Listed records section start

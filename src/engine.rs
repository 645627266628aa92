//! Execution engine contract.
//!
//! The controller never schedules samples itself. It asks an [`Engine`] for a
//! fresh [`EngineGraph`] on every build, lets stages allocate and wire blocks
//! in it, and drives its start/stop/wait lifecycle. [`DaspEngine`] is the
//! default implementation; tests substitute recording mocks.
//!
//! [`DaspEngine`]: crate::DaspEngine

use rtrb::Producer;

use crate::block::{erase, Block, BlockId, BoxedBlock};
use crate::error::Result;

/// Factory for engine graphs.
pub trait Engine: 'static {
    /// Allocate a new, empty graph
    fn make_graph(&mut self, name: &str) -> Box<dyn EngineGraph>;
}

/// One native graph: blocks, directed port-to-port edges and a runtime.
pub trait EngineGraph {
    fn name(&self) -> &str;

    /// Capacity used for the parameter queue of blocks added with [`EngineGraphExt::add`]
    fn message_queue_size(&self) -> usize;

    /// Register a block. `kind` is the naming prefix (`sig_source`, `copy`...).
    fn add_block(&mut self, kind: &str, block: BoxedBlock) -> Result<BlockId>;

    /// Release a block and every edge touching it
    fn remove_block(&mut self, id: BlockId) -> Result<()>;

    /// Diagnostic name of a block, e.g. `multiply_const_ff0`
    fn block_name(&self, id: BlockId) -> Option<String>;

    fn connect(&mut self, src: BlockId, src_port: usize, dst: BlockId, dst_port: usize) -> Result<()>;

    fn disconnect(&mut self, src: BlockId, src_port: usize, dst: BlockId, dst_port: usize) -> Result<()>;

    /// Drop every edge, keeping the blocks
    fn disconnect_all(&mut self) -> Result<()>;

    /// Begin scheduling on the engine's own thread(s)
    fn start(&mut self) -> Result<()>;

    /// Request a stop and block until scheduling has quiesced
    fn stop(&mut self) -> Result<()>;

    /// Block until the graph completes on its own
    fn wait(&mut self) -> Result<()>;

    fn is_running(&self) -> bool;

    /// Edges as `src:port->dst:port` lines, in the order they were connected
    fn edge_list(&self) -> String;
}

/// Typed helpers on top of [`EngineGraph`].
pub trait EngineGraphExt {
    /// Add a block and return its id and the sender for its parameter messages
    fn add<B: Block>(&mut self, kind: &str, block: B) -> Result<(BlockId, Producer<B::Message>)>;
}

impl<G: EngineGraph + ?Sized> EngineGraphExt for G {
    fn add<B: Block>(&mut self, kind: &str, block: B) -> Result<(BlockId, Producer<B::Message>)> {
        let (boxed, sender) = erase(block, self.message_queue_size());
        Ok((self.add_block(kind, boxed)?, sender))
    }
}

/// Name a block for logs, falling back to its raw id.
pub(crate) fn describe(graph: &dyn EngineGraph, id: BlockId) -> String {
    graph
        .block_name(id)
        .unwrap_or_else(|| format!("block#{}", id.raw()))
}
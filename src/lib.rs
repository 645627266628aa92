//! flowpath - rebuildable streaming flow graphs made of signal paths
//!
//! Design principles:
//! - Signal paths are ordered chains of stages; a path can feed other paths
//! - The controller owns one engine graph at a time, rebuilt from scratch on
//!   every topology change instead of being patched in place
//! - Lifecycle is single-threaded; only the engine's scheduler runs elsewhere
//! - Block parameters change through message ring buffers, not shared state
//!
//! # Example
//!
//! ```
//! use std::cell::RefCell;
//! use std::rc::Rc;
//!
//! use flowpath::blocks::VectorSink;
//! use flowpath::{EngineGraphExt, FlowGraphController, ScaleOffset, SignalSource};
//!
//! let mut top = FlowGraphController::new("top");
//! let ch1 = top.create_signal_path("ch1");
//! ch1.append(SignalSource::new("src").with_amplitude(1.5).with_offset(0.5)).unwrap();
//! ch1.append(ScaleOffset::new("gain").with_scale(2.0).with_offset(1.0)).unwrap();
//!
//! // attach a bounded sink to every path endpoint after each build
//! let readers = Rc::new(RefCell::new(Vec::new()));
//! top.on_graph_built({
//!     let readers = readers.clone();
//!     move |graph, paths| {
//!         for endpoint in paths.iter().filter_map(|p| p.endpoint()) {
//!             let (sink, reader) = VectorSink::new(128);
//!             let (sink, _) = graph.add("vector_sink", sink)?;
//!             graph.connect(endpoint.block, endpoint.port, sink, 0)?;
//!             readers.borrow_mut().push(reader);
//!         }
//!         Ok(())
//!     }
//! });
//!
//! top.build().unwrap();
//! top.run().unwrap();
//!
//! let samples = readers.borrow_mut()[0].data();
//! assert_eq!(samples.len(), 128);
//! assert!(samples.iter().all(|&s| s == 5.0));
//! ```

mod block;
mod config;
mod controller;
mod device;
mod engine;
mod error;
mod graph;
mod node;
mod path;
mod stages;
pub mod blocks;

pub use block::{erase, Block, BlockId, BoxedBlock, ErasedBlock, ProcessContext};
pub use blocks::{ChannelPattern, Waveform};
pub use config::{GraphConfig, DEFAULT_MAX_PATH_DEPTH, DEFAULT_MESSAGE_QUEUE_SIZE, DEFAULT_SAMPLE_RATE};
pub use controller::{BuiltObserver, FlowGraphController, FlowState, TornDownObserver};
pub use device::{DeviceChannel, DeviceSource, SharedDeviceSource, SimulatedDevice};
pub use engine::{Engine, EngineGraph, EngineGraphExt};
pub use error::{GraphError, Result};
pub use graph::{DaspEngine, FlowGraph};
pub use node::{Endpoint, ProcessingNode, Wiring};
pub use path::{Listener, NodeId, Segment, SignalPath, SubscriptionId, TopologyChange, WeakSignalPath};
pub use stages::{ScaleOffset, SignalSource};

Listed records section end

> How to complete this task: In the material above, tally each line where "iter" appears, and respond with only the tally.

> Result of the exercise: 2